Él citó de nuevo cómo las piernas de ella temblaban mientras él la sostenía en alto. La envolvió con sus brazos, pegándola a él. Ella sentía cada músculo, cada pulso de su respiración contra su espalda.
Citó el momento en que ella finalmente llegaba al clímax, describiéndolo como una confesión ruidosa en un mundo agrietado. Él no se detuvo cuando ella llegó al orgasmo, ni cuando su cuerpo se contrajo en oleadas de temblores. Simplemente la sujetó con fuerza, llevándola a través de ello.
Sus estocadas se volvieron urgentes, impulsadas por los temblores de ella. Él alcanzó su propio límite. Sintió el pulso de él dentro de ella. Él gruñó una última frase del libro sobre cómo ella se rompió primero y él la siguió. Arremetió una última vez, con fuerza, y se derramó dentro de ella con un gemido profundo y gutural.
Claire se quedó inmóvil, caliente, temblorosa. Él apoyó la frente en el hombro de ella, respirando con dificultad. Se quedaron así, todavía unidos, con los corazones acelerados en el silencio.
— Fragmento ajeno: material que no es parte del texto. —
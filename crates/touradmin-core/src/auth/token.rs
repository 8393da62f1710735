//! Bearer token decoding.
//!
//! Tokens issued by the backend are JWTs. Only the payload's `exp` claim is
//! read; the signature is the backend's business.

use base64::{engine::general_purpose::URL_SAFE_NO_PAD, Engine};
use chrono::{DateTime, Duration, Utc};
use serde::Deserialize;
use thiserror::Error;

#[derive(Error, Debug, Clone, PartialEq, Eq)]
pub enum TokenError {
    #[error("token is not a three-part JWT")]
    Malformed,

    #[error("token payload is not valid base64")]
    Encoding,

    #[error("token payload is not a JSON object")]
    Payload,

    #[error("token carries no usable expiry")]
    MissingExpiry,
}

#[derive(Debug, Deserialize)]
struct Claims {
    exp: Option<serde_json::Number>,
}

/// A bearer token together with the expiry embedded in it.
#[derive(Debug, Clone, PartialEq, Eq)]
pub struct SessionToken {
    raw: String,
    expires_at: DateTime<Utc>,
}

impl SessionToken {
    /// Decode the expiry from a raw token. A leading `Bearer ` is tolerated.
    pub fn parse(raw: &str) -> Result<Self, TokenError> {
        let raw = raw.trim();
        let raw = raw.strip_prefix("Bearer ").unwrap_or(raw);

        let mut parts = raw.split('.');
        let payload = match (parts.next(), parts.next(), parts.next(), parts.next()) {
            (Some(header), Some(payload), Some(_), None) if !header.is_empty() => payload,
            _ => return Err(TokenError::Malformed),
        };

        let bytes = URL_SAFE_NO_PAD
            .decode(payload.trim_end_matches('='))
            .map_err(|_| TokenError::Encoding)?;
        let claims: Claims = serde_json::from_slice(&bytes).map_err(|_| TokenError::Payload)?;

        let exp = claims.exp.ok_or(TokenError::MissingExpiry)?;
        let seconds = exp
            .as_i64()
            .or_else(|| exp.as_f64().map(|f| f.trunc() as i64))
            .ok_or(TokenError::MissingExpiry)?;
        let expires_at =
            DateTime::<Utc>::from_timestamp(seconds, 0).ok_or(TokenError::MissingExpiry)?;

        Ok(Self {
            raw: raw.to_string(),
            expires_at,
        })
    }

    pub fn as_str(&self) -> &str {
        &self.raw
    }

    pub fn expires_at(&self) -> DateTime<Utc> {
        self.expires_at
    }

    /// Time left until expiry; negative once expired.
    pub fn remaining(&self, now: DateTime<Utc>) -> Duration {
        self.expires_at - now
    }

    /// Expired as soon as `expires_at - now <= 0`.
    pub fn is_expired(&self, now: DateTime<Utc>) -> bool {
        self.remaining(now) <= Duration::zero()
    }
}


#[cfg(test)]
mod tests {
    use super::testing::token_expiring_at;
    use super::*;
    use chrono::TimeZone;

    fn at(secs: i64) -> DateTime<Utc> {
        Utc.timestamp_opt(secs, 0).single().expect("valid timestamp")
    }

    #[test]
    fn test_parse_reads_exp_claim() {
        let raw = token_expiring_at(at(1_900_000_000));
        let token = SessionToken::parse(&raw).expect("token should parse");
        assert_eq!(token.expires_at(), at(1_900_000_000));
        assert_eq!(token.as_str(), raw);
    }

    #[test]
    fn test_parse_strips_bearer_prefix() {
        let raw = token_expiring_at(at(1_900_000_000));
        let token = SessionToken::parse(&format!("Bearer {}", raw)).expect("token should parse");
        assert_eq!(token.as_str(), raw);
    }

    #[test]
    fn test_parse_accepts_padded_payload_and_float_exp() {
        let header = URL_SAFE_NO_PAD.encode(b"{}");
        let payload = base64::engine::general_purpose::URL_SAFE.encode(br#"{"exp":1900000000.75}"#);
        let token = SessionToken::parse(&format!("{}.{}.sig", header, payload))
            .expect("padded payload should parse");
        assert_eq!(token.expires_at(), at(1_900_000_000));
    }

    #[test]
    fn test_parse_rejects_garbage() {
        assert_eq!(SessionToken::parse(""), Err(TokenError::Malformed));
        assert_eq!(SessionToken::parse("opaque-token"), Err(TokenError::Malformed));
        assert_eq!(SessionToken::parse("a.b.c.d"), Err(TokenError::Malformed));
        assert_eq!(SessionToken::parse("a.!!!.c"), Err(TokenError::Encoding));

        let not_json = URL_SAFE_NO_PAD.encode(b"hello");
        assert_eq!(
            SessionToken::parse(&format!("a.{}.c", not_json)),
            Err(TokenError::Payload)
        );

        let no_exp = URL_SAFE_NO_PAD.encode(br#"{"sub":"admin"}"#);
        assert_eq!(
            SessionToken::parse(&format!("a.{}.c", no_exp)),
            Err(TokenError::MissingExpiry)
        );
    }

    #[test]
    fn test_expiry_boundary_is_inclusive() {
        let token = SessionToken::parse(&token_expiring_at(at(1_000))).expect("token should parse");
        assert!(!token.is_expired(at(999)));
        assert!(token.is_expired(at(1_000)));
        assert!(token.is_expired(at(1_001)));
        assert_eq!(token.remaining(at(940)), Duration::seconds(60));
    }
}
// ============================================================================
// Tests
// ============================================================================

#[cfg(test)]
mod tests {
    use super::*;
    use base64::{engine::general_purpose::URL_SAFE_NO_PAD, Engine};
    use chrono::Duration;
    use serde_json::json;
    use touradmin_core::auth::{EndReason, MemoryTokenStore};

    /// Unsigned JWT expiring at `exp`; `sig` keeps tokens with the same
    /// expiry distinct
    fn jwt(exp: DateTime<Utc>, sig: &str) -> String {
        let header = URL_SAFE_NO_PAD.encode(br#"{"alg":"HS256","typ":"JWT"}"#);
        let payload = URL_SAFE_NO_PAD.encode(json!({ "exp": exp.timestamp() }).to_string());
        format!("{}.{}.{}", header, payload, sig)
    }

    /// App with requests pointed at a closed port so spawned calls fail fast
    fn app_with(token: Option<String>) -> (App, Arc<MemoryTokenStore>) {
        let store = Arc::new(match token {
            Some(t) => MemoryTokenStore::with_token(t),
            None => MemoryTokenStore::new(),
        });
        let config = Config {
            api_base_url: "http://127.0.0.1:9/api".to_string(),
            ..Config::default()
        };
        let app = App::with_config(config, store.clone()).expect("app");
        (app, store)
    }

    /// Re-issue the mounted list's request and return the ticket it now waits on
    fn restart_list(app: &mut App) -> u64 {
        match &mut app.page {
            Page::List(list) => list.start(),
            _ => panic!("expected a list page"),
        }
    }

    fn unauthorized(ticket: u64, token: &str) -> AppEvent {
        AppEvent::ListLoaded {
            ticket,
            token: token.to_string(),
            result: Err(ApiError::Unauthorized),
        }
    }

    #[tokio::test]
    async fn test_guarded_route_without_token_lands_on_login() {
        let (mut app, _) = app_with(None);
        app.navigate(Route::Dashboard);

        assert!(matches!(app.page, Page::Login));
        assert_eq!(app.route, Route::Login);
        assert!(app.timer.is_none());
        assert_eq!(app.login_notice, None);
    }

    #[tokio::test]
    async fn test_guarded_route_with_token_mounts_page_and_countdown() {
        let token = jwt(Utc::now() + Duration::hours(1), "a");
        let (mut app, _) = app_with(Some(token.clone()));
        app.navigate(Route::List(ResourceKind::Tour));

        assert!(matches!(app.page, Page::List(_)));
        assert_eq!(app.route, Route::List(ResourceKind::Tour));
        assert!(app.timer.is_some());
        assert!(app.guard.is_current(&token));
    }

    #[tokio::test]
    async fn test_countdown_expiry_redirects_and_clears_token() {
        let (mut app, store) = app_with(Some(jwt(Utc::now() + Duration::hours(1), "a")));
        app.navigate(Route::Dashboard);
        assert!(matches!(app.page, Page::Dashboard));

        app.process_event_at(AppEvent::Tick, Utc::now() + Duration::minutes(30));
        assert!(matches!(app.page, Page::Dashboard));

        app.process_event_at(AppEvent::Tick, Utc::now() + Duration::hours(2));
        assert!(matches!(app.page, Page::Login));
        assert!(app.timer.is_none());
        assert_eq!(app.login_notice, Some(EndReason::Expired.message()));
        assert_eq!(store.load().expect("load"), None);
    }

    #[tokio::test]
    async fn test_unauthorized_response_redirects_and_clears_token() {
        let token = jwt(Utc::now() + Duration::hours(1), "a");
        let (mut app, store) = app_with(Some(token.clone()));
        app.navigate(Route::List(ResourceKind::Tour));
        let ticket = restart_list(&mut app);

        app.process_event(unauthorized(ticket, &token));

        assert!(matches!(app.page, Page::Login));
        assert!(app.timer.is_none());
        assert_eq!(app.login_notice, Some(EndReason::Unauthorized.message()));
        assert_eq!(store.load().expect("load"), None);
    }

    #[tokio::test]
    async fn test_unauthorized_after_leaving_page_still_ends_session() {
        let token = jwt(Utc::now() + Duration::hours(1), "a");
        let (mut app, store) = app_with(Some(token.clone()));
        app.navigate(Route::List(ResourceKind::Tour));
        let ticket = restart_list(&mut app);
        app.navigate(Route::Dashboard);

        app.process_event(unauthorized(ticket, &token));

        assert!(matches!(app.page, Page::Login));
        assert_eq!(app.login_notice, Some(EndReason::Unauthorized.message()));
        assert_eq!(store.load().expect("load"), None);
    }

    #[tokio::test]
    async fn test_unauthorized_for_replaced_token_keeps_new_session() {
        let old = jwt(Utc::now() + Duration::hours(1), "old");
        let (mut app, store) = app_with(Some(old.clone()));
        app.navigate(Route::List(ResourceKind::Tour));
        let ticket = restart_list(&mut app);

        let new = jwt(Utc::now() + Duration::hours(1), "new");
        app.guard.begin(&new, Utc::now()).expect("begin");
        app.navigate(Route::Dashboard);

        app.process_event(unauthorized(ticket, &old));

        assert!(matches!(app.page, Page::Dashboard));
        assert!(app.guard.is_current(&new));
        assert_eq!(store.load().expect("load"), Some(new));
    }

    #[tokio::test]
    async fn test_superseded_list_result_is_ignored() {
        let token = jwt(Utc::now() + Duration::hours(1), "a");
        let (mut app, _) = app_with(Some(token.clone()));
        app.navigate(Route::List(ResourceKind::Tour));
        let old_ticket = restart_list(&mut app);
        restart_list(&mut app);

        let record = json!({ "_id": "t1", "title": "Old" })
            .as_object()
            .cloned()
            .expect("object");
        app.process_event(AppEvent::ListLoaded {
            ticket: old_ticket,
            token: token.clone(),
            result: Ok(RecordPage {
                records: vec![record],
                page: 1,
                total_pages: 1,
                total: 1,
            }),
        });

        match &app.page {
            Page::List(list) => {
                assert!(list.rows().is_empty());
                assert!(list.status().is_loading());
            }
            _ => panic!("expected a list page"),
        }
        assert!(app.guard.is_current(&token));
    }

    #[test]
    fn test_login_error_messages() {
        assert_eq!(
            login_error_message(&ApiError::Unauthorized),
            "Invalid username or password"
        );
        assert_eq!(
            login_error_message(&ApiError::InvalidResponse(
                "Status 400 Bad Request: missing email".to_string()
            )),
            "Invalid username or password"
        );
        assert!(login_error_message(&ApiError::NotFound(String::new())).contains("login_path"));
        assert_eq!(
            login_error_message(&ApiError::ServerError("down".to_string())),
            "Login failed: Server error: down"
        );
    }

    #[test]
    fn test_can_add_username_char() {
        assert!(can_add_username_char(0, 'a'));
        assert!(can_add_username_char(63, '@'));
        assert!(!can_add_username_char(64, 'a'));
        assert!(!can_add_username_char(0, '\x00'));
        assert!(!can_add_username_char(0, '\n'));
        assert!(!can_add_username_char(0, '\t'));
    }

    #[test]
    fn test_can_add_password_char() {
        assert!(can_add_password_char(0, 'a'));
        assert!(can_add_password_char(127, '!'));
        assert!(!can_add_password_char(128, 'a'));
        assert!(!can_add_password_char(0, '\x00'));
        assert!(!can_add_password_char(0, '\r'));
    }
}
Rowan salió lentamente y la tomó en sus brazos. Le dio un suave beso en la cabeza y la llevó de vuelta hacia el escritorio. Ella lo miró, aturdida y desecha, y dejó que él la guiara.
La sentó sobre el escritorio. Colocó las piernas de ella a ambos lados de él. Su falda era un desastre y su sostén estaba desabrochado. El libro yacía abierto bajo sus manos, arrugado y con las esquinas dobladas. Él lo miró y luego a ella.
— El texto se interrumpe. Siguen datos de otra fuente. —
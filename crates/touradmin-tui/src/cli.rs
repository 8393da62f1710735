//! Non-interactive commands: `--login`, `--logout`, `--list`.
//!
//! These run before the terminal is put into raw mode and share the same
//! session guard and API client as the TUI.

use std::io::{self, Write};

use anyhow::{bail, Context, Result};
use chrono::Utc;
use tracing::info;

use touradmin_core::api::{ApiClient, PageQuery, ResourceApi};
use touradmin_core::auth::SessionGuard;
use touradmin_core::config::{Config, PASSWORD_ENV, USERNAME_ENV};
use touradmin_core::pages::{guarded, PageOutcome};
use touradmin_core::resources::ResourceKind;

#[derive(Debug, Clone, PartialEq, Eq)]
pub enum Command {
    Tui,
    Login,
    Logout,
    List { kind: ResourceKind, page: Option<u32> },
    Help,
}

pub const USAGE: &str = "\
Usage: touradmin [COMMAND]

Commands:
  (none)                      Start the terminal admin panel
  --login                     Sign in and store the session token
  --logout                    Remove the stored session token
  --list <resource> [page]    Print a resource collection as JSON
                              (sliders, blogs, tours, locations, visas, contacts)
  --help                      Show this message";

/// Parse the arguments after the program name
pub fn parse_args(args: &[String]) -> Result<Command> {
    let Some(first) = args.first() else {
        return Ok(Command::Tui);
    };
    match first.as_str() {
        "--login" => Ok(Command::Login),
        "--logout" => Ok(Command::Logout),
        "--help" | "-h" => Ok(Command::Help),
        "--list" => {
            let slug = args.get(1).context("--list needs a resource name")?;
            let kind = ResourceKind::from_slug(slug)
                .with_context(|| format!("Unknown resource '{}'", slug))?;
            let page = args
                .get(2)
                .map(|p| p.parse::<u32>().with_context(|| format!("Invalid page '{}'", p)))
                .transpose()?;
            if page == Some(0) {
                bail!("Pages start at 1");
            }
            Ok(Command::List { kind, page })
        }
        other => bail!("Unknown argument '{}'\n\n{}", other, USAGE),
    }
}

pub async fn login(mut config: Config) -> Result<()> {
    let api = ApiClient::new(&config)?;
    let mut guard = SessionGuard::new(config.token_store()?);

    let default_user = std::env::var(USERNAME_ENV)
        .ok()
        .or_else(|| config.last_username.clone());
    let username = prompt_username(default_user.as_deref())?;
    if username.is_empty() {
        bail!("Username required");
    }
    let password = match std::env::var(PASSWORD_ENV) {
        Ok(password) => password,
        Err(_) => rpassword::prompt_password("Password: ")?,
    };

    let token = api
        .authenticate(&username, &password)
        .await
        .context("Login failed")?;
    guard.begin(&token, Utc::now())?;

    config.last_username = Some(username);
    config.save()?;

    if let Some(left) = guard.countdown_label(Utc::now()) {
        println!("Login successful! Session expires in {}.", left);
    }
    info!("CLI login complete");
    Ok(())
}

pub fn logout(config: &Config) -> Result<()> {
    let mut guard = SessionGuard::new(config.token_store()?);
    guard.logout();
    println!("Logged out.");
    Ok(())
}

pub async fn list(config: &Config, kind: ResourceKind, page: Option<u32>) -> Result<()> {
    let api = ApiClient::new(config)?;
    let mut guard = SessionGuard::new(config.token_store()?);

    let query = kind.is_paginated().then(|| PageQuery {
        page: page.unwrap_or(1),
        limit: config.effective_page_size(),
    });
    let outcome = guarded(&mut guard, Utc::now(), |token| {
        let api = &api;
        async move { api.list(&token, kind, query).await }
    })
    .await;

    match outcome {
        PageOutcome::Ready(data) => {
            let json = serde_json::to_string_pretty(&data.records)?;
            println!("{}", json);
            eprintln!(
                "{}: page {} of {}, {} total",
                kind.title(),
                data.page.max(1),
                data.total_pages.max(1),
                data.total
            );
            Ok(())
        }
        PageOutcome::Redirect(_) => {
            bail!("Not logged in or session expired. Run `touradmin --login` first.")
        }
        PageOutcome::Failed(msg) => bail!("{}", msg),
    }
}

fn prompt_username(default: Option<&str>) -> Result<String> {
    match default {
        Some(name) => print!("Username [{}]: ", name),
        None => print!("Username: "),
    }
    io::stdout().flush()?;

    let mut username = String::new();
    io::stdin().read_line(&mut username)?;
    let username = username.trim();
    Ok(match (username.is_empty(), default) {
        (true, Some(name)) => name.to_string(),
        _ => username.to_string(),
    })
}

#[cfg(test)]
mod tests {
    use super::*;

    fn args(list: &[&str]) -> Vec<String> {
        list.iter().map(|s| s.to_string()).collect()
    }

    #[test]
    fn test_no_args_starts_tui() {
        assert_eq!(parse_args(&[]).unwrap(), Command::Tui);
    }

    #[test]
    fn test_session_commands() {
        assert_eq!(parse_args(&args(&["--login"])).unwrap(), Command::Login);
        assert_eq!(parse_args(&args(&["--logout"])).unwrap(), Command::Logout);
        assert_eq!(parse_args(&args(&["-h"])).unwrap(), Command::Help);
    }

    #[test]
    fn test_list_with_and_without_page() {
        assert_eq!(
            parse_args(&args(&["--list", "tours"])).unwrap(),
            Command::List {
                kind: ResourceKind::Tour,
                page: None
            }
        );
        assert_eq!(
            parse_args(&args(&["--list", "visas", "3"])).unwrap(),
            Command::List {
                kind: ResourceKind::Visa,
                page: Some(3)
            }
        );
    }

    #[test]
    fn test_list_rejects_bad_input() {
        assert!(parse_args(&args(&["--list"])).is_err());
        assert!(parse_args(&args(&["--list", "hotels"])).is_err());
        assert!(parse_args(&args(&["--list", "tours", "abc"])).is_err());
        assert!(parse_args(&args(&["--list", "tours", "0"])).is_err());
        assert!(parse_args(&args(&["--frobnicate"])).is_err());
    }
}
Retiró el libro con una mano y sus dedos húmedos volvieron a buscarla entre sus muslos. —¿Una vez más? —preguntó con voz ronca.
Claire lo miró fijamente, con la voz ronca. —Sí —susurró finalmente—. Una vez más.
Él la besó, profundo y rudo. Cerró el libro con la otra mano; la portada chasqueó con autoridad. Ella lo cabalgó una vez más, con la piel resbaladiza y el cuerpo temblando, hasta que ambos llegaron al clímax y colapsaron, agotados, entre las páginas y la realidad.
Claire lo rodeó con sus brazos, con la cabeza apoyada en su pecho. Él apoyó la mejilla sobre la cabeza de ella y dijo suavemente: —Shh... estamos justo donde pertenecemos.